START Records provided

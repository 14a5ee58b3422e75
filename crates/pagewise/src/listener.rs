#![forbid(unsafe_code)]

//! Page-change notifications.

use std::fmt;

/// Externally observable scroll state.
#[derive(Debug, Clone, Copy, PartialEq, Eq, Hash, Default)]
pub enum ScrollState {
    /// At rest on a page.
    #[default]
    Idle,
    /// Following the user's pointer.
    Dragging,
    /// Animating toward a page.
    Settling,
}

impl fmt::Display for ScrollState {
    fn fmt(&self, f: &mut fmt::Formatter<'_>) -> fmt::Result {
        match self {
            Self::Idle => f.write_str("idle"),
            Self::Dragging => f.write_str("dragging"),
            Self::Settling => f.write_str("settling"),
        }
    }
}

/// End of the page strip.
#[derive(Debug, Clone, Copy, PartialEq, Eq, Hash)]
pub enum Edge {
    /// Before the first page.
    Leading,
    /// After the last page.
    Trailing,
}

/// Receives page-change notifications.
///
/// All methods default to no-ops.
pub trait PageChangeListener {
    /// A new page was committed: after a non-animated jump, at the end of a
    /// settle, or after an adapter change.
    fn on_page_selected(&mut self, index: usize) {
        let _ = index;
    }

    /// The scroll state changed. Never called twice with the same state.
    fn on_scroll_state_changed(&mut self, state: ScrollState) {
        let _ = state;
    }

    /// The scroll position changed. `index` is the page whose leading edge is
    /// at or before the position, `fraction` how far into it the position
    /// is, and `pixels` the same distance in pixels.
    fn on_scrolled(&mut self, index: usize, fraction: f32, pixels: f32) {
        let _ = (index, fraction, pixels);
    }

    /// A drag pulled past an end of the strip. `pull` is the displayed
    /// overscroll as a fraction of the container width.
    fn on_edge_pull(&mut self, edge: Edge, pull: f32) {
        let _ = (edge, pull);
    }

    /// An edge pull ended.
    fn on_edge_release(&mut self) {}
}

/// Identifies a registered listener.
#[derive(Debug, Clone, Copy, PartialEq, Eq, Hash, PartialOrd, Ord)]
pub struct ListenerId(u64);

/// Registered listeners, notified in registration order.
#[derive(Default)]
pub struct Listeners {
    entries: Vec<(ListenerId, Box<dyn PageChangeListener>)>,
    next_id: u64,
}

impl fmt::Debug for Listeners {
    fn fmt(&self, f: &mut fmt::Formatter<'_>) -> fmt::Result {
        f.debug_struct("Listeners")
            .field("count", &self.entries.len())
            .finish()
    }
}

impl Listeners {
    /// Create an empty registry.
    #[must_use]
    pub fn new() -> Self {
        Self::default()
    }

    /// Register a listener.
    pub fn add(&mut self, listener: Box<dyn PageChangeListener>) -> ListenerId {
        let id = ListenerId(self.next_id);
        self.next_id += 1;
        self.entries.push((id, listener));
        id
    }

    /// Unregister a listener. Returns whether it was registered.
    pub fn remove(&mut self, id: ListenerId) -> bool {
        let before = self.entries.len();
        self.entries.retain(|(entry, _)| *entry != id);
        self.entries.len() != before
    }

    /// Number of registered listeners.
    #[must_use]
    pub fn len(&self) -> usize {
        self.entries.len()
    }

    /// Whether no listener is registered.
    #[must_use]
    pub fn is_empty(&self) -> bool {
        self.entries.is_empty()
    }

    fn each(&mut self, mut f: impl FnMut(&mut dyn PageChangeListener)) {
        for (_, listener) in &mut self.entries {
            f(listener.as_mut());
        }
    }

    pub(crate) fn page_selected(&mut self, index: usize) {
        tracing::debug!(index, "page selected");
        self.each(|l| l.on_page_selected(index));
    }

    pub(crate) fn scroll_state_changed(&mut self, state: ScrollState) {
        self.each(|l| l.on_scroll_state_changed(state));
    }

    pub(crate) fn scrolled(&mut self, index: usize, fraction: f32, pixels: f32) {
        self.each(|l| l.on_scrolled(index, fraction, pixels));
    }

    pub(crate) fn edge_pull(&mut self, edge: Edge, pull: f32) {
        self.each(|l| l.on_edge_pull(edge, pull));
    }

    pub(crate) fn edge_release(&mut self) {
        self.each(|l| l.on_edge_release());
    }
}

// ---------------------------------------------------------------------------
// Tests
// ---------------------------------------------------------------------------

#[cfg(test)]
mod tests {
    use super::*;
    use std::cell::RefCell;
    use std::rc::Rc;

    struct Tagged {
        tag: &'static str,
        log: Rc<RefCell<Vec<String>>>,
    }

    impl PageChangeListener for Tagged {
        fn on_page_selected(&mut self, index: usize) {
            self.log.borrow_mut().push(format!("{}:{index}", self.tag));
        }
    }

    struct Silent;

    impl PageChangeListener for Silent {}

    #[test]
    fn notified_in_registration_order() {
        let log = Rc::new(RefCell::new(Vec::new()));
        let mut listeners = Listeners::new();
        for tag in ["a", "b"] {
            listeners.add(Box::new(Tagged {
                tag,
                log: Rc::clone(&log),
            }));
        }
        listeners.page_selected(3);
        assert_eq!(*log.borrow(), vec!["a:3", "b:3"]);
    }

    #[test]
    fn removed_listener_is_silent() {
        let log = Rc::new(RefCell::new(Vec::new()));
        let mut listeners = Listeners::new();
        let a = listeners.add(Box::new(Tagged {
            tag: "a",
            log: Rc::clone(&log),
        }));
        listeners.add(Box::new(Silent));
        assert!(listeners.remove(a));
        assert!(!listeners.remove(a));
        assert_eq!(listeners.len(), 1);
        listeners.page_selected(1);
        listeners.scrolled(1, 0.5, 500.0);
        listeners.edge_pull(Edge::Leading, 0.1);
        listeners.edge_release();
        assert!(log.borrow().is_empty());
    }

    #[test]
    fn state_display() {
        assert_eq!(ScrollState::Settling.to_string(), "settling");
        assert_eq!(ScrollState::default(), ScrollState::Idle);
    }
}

END Records provided

To do
An exact reproduction of all the entries above is required.

Output for this task
repository 14a5ee58b3422e75
filename crates/pagewise/src/listener.rs
#![forbid(unsafe_code)]

//! Page-change notifications.

use std::fmt;

/// Externally observable scroll state.
#[derive(Debug, Clone, Copy, PartialEq, Eq, Hash, Default)]
pub enum ScrollState {
    /// At rest on a page.
    #[default]
    Idle,
    /// Following the user's pointer.
    Dragging,
    /// Animating toward a page.
    Settling,
}

impl fmt::Display for ScrollState {
    fn fmt(&self, f: &mut fmt::Formatter<'_>) -> fmt::Result {
        match self {
            Self::Idle => f.write_str("idle"),
            Self::Dragging => f.write_str("dragging"),
            Self::Settling => f.write_str("settling"),
        }
    }
}

/// End of the page strip.
#[derive(Debug, Clone, Copy, PartialEq, Eq, Hash)]
pub enum Edge {
    /// Before the first page.
    Leading,
    /// After the last page.
    Trailing,
}

/// Receives page-change notifications.
///
/// All methods default to no-ops.
pub trait PageChangeListener {
    /// A new page was committed: after a non-animated jump, at the end of a
    /// settle, or after an adapter change.
    fn on_page_selected(&mut self, index: usize) {
        let _ = index;
    }

    /// The scroll state changed. Never called twice with the same state.
    fn on_scroll_state_changed(&mut self, state: ScrollState) {
        let _ = state;
    }

    /// The scroll position changed. `index` is the page whose leading edge is
    /// at or before the position, `fraction` how far into it the position
    /// is, and `pixels` the same distance in pixels.
    fn on_scrolled(&mut self, index: usize, fraction: f32, pixels: f32) {
        let _ = (index, fraction, pixels);
    }

    /// A drag pulled past an end of the strip. `pull` is the displayed
    /// overscroll as a fraction of the container width.
    fn on_edge_pull(&mut self, edge: Edge, pull: f32) {
        let _ = (edge, pull);
    }

    /// An edge pull ended.
    fn on_edge_release(&mut self) {}
}

/// Identifies a registered listener.
#[derive(Debug, Clone, Copy, PartialEq, Eq, Hash, PartialOrd, Ord)]
pub struct ListenerId(u64);

/// Registered listeners, notified in registration order.
#[derive(Default)]
pub struct Listeners {
    entries: Vec<(ListenerId, Box<dyn PageChangeListener>)>,
    next_id: u64,
}

impl fmt::Debug for Listeners {
    fn fmt(&self, f: &mut fmt::Formatter<'_>) -> fmt::Result {
        f.debug_struct("Listeners")
            .field("count", &self.entries.len())
            .finish()
    }
}

impl Listeners {
    /// Create an empty registry.
    #[must_use]
    pub fn new() -> Self {
        Self::default()
    }

    /// Register a listener.
    pub fn add(&mut self, listener: Box<dyn PageChangeListener>) -> ListenerId {
        let id = ListenerId(self.next_id);
        self.next_id += 1;
        self.entries.push((id, listener));
        id
    }

    /// Unregister a listener. Returns whether it was registered.
    pub fn remove(&mut self, id: ListenerId) -> bool {
        let before = self.entries.len();
        self.entries.retain(|(entry, _)| *entry != id);
        self.entries.len() != before
    }

    /// Number of registered listeners.
    #[must_use]
    pub fn len(&self) -> usize {
        self.entries.len()
    }

    /// Whether no listener is registered.
    #[must_use]
    pub fn is_empty(&self) -> bool {
        self.entries.is_empty()
    }

    fn each(&mut self, mut f: impl FnMut(&mut dyn PageChangeListener)) {
        for (_, listener) in &mut self.entries {
            f(listener.as_mut());
        }
    }

    pub(crate) fn page_selected(&mut self, index: usize) {
        tracing::debug!(index, "page selected");
        self.each(|l| l.on_page_selected(index));
    }

    pub(crate) fn scroll_state_changed(&mut self, state: ScrollState) {
        self.each(|l| l.on_scroll_state_changed(state));
    }

    pub(crate) fn scrolled(&mut self, index: usize, fraction: f32, pixels: f32) {
        self.each(|l| l.on_scrolled(index, fraction, pixels));
    }

    pub(crate) fn edge_pull(&mut self, edge: Edge, pull: f32) {
        self.each(|l| l.on_edge_pull(edge, pull));
    }

    pub(crate) fn edge_release(&mut self) {
        self.each(|l| l.on_edge_release());
    }
}

// ---------------------------------------------------------------------------
// Tests
// ---------------------------------------------------------------------------

#[cfg(test)]
mod tests {
    use super::*;
    use std::cell::RefCell;
    use std::rc::Rc;

    struct Tagged {
        tag: &'static str,
        log: Rc<RefCell<Vec<String>>>,
    }

    impl PageChangeListener for Tagged {
        fn on_page_selected(&mut self, index: usize) {
            self.log.borrow_mut().push(format!("{}:{index}", self.tag));
        }
    }

    struct Silent;

    impl PageChangeListener for Silent {}

    #[test]
    fn notified_in_registration_order() {
        let log = Rc::new(RefCell::new(Vec::new()));
        let mut listeners = Listeners::new();
        for tag in ["a", "b"] {
            listeners.add(Box::new(Tagged {
                tag,
                log: Rc::clone(&log),
            }));
        }
        listeners.page_selected(3);
        assert_eq!(*log.borrow(), vec!["a:3", "b:3"]);
    }

    #[test]
    fn removed_listener_is_silent() {
        let log = Rc::new(RefCell::new(Vec::new()));
        let mut listeners = Listeners::new();
        let a = listeners.add(Box::new(Tagged {
            tag: "a",
            log: Rc::clone(&log),
        }));
        listeners.add(Box::new(Silent));
        assert!(listeners.remove(a));
        assert!(!listeners.remove(a));
        assert_eq!(listeners.len(), 1);
        listeners.page_selected(1);
        listeners.scrolled(1, 0.5, 500.0);
        listeners.edge_pull(Edge::Leading, 0.1);
        listeners.edge_release();
        assert!(log.borrow().is_empty());
    }

    #[test]
    fn state_display() {
        assert_eq!(ScrollState::Settling.to_string(), "settling");
        assert_eq!(ScrollState::default(), ScrollState::Idle);
    }
}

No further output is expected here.